Stored entries:
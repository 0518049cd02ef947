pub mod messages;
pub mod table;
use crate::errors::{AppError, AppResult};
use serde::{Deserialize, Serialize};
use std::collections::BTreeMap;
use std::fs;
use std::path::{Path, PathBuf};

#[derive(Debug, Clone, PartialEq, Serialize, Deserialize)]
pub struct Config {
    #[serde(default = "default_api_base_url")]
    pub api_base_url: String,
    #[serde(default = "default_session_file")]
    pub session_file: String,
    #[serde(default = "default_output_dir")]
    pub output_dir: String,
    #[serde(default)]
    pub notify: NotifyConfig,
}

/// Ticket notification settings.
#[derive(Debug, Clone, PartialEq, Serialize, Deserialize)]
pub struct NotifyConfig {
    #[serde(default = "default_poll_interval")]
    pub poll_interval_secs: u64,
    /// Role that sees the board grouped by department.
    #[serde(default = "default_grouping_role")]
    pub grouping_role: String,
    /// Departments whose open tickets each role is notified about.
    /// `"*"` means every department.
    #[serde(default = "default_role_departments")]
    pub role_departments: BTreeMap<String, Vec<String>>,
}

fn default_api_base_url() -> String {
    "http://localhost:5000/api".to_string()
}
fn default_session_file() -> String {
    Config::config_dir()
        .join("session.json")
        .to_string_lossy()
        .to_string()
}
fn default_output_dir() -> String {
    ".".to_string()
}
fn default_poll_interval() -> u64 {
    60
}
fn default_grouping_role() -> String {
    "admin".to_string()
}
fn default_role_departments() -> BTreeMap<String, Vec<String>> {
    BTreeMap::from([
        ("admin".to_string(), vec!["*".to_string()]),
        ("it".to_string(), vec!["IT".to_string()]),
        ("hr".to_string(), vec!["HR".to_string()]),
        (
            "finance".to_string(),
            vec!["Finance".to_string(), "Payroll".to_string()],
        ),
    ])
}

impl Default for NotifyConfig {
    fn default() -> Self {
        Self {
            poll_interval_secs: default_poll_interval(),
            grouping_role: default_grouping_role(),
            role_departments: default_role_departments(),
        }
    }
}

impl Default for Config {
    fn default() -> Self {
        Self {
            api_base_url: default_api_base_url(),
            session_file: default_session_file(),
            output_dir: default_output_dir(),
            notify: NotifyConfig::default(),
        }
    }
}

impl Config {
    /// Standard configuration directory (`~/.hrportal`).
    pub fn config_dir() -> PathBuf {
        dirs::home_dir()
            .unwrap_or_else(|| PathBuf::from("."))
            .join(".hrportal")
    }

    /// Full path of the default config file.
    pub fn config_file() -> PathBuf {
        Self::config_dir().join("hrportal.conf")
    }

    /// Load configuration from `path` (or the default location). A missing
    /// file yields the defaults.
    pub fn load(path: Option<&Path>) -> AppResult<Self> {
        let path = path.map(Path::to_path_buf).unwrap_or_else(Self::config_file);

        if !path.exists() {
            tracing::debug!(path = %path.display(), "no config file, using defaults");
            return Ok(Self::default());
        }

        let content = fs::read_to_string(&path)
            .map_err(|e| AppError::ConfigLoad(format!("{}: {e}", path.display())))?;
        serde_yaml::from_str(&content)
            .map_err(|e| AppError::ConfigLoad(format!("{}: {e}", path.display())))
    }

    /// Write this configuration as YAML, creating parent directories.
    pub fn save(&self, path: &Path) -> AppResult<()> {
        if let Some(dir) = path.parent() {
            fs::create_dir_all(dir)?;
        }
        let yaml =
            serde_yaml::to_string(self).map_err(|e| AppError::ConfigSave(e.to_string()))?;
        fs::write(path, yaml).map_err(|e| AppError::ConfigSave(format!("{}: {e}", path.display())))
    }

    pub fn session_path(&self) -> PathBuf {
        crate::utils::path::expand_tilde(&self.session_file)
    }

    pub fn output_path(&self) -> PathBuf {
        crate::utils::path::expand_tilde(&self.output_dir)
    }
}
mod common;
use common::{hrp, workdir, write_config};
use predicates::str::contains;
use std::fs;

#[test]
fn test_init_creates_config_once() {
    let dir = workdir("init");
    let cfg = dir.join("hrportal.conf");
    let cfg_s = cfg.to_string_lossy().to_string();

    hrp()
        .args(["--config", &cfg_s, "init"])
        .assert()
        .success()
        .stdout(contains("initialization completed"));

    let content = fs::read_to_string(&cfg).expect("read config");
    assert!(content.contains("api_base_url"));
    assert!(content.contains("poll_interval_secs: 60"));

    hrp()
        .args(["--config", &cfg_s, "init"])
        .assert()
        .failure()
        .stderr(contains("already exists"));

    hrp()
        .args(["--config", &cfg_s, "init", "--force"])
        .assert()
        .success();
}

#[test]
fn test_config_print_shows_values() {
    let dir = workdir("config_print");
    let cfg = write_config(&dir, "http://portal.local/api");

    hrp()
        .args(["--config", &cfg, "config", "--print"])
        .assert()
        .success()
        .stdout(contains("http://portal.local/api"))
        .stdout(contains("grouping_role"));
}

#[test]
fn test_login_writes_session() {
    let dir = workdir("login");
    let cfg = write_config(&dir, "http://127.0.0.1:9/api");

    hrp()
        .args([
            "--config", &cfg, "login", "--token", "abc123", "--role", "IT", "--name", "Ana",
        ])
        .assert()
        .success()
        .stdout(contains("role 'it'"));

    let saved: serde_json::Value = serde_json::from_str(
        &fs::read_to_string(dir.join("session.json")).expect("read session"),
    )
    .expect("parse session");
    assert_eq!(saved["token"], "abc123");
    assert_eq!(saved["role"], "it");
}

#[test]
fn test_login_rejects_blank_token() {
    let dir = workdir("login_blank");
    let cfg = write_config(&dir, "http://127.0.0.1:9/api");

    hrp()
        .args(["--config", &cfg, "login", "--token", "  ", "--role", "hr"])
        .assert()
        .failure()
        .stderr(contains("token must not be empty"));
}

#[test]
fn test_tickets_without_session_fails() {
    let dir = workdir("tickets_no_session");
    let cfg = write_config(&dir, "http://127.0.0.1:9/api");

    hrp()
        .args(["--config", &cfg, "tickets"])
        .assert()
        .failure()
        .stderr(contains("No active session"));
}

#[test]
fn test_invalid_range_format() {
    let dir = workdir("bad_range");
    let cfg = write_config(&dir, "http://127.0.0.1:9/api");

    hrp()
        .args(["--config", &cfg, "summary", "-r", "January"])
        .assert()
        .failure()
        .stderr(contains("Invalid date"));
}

[EXERCISE BRIEF]: Write out each line above with the word "hrportal".

[EXPECTED ANSWER]:
    /// Standard configuration directory (`~/.hrportal`).
            .join(".hrportal")
        Self::config_dir().join("hrportal.conf")
    let cfg = dir.join("hrportal.conf");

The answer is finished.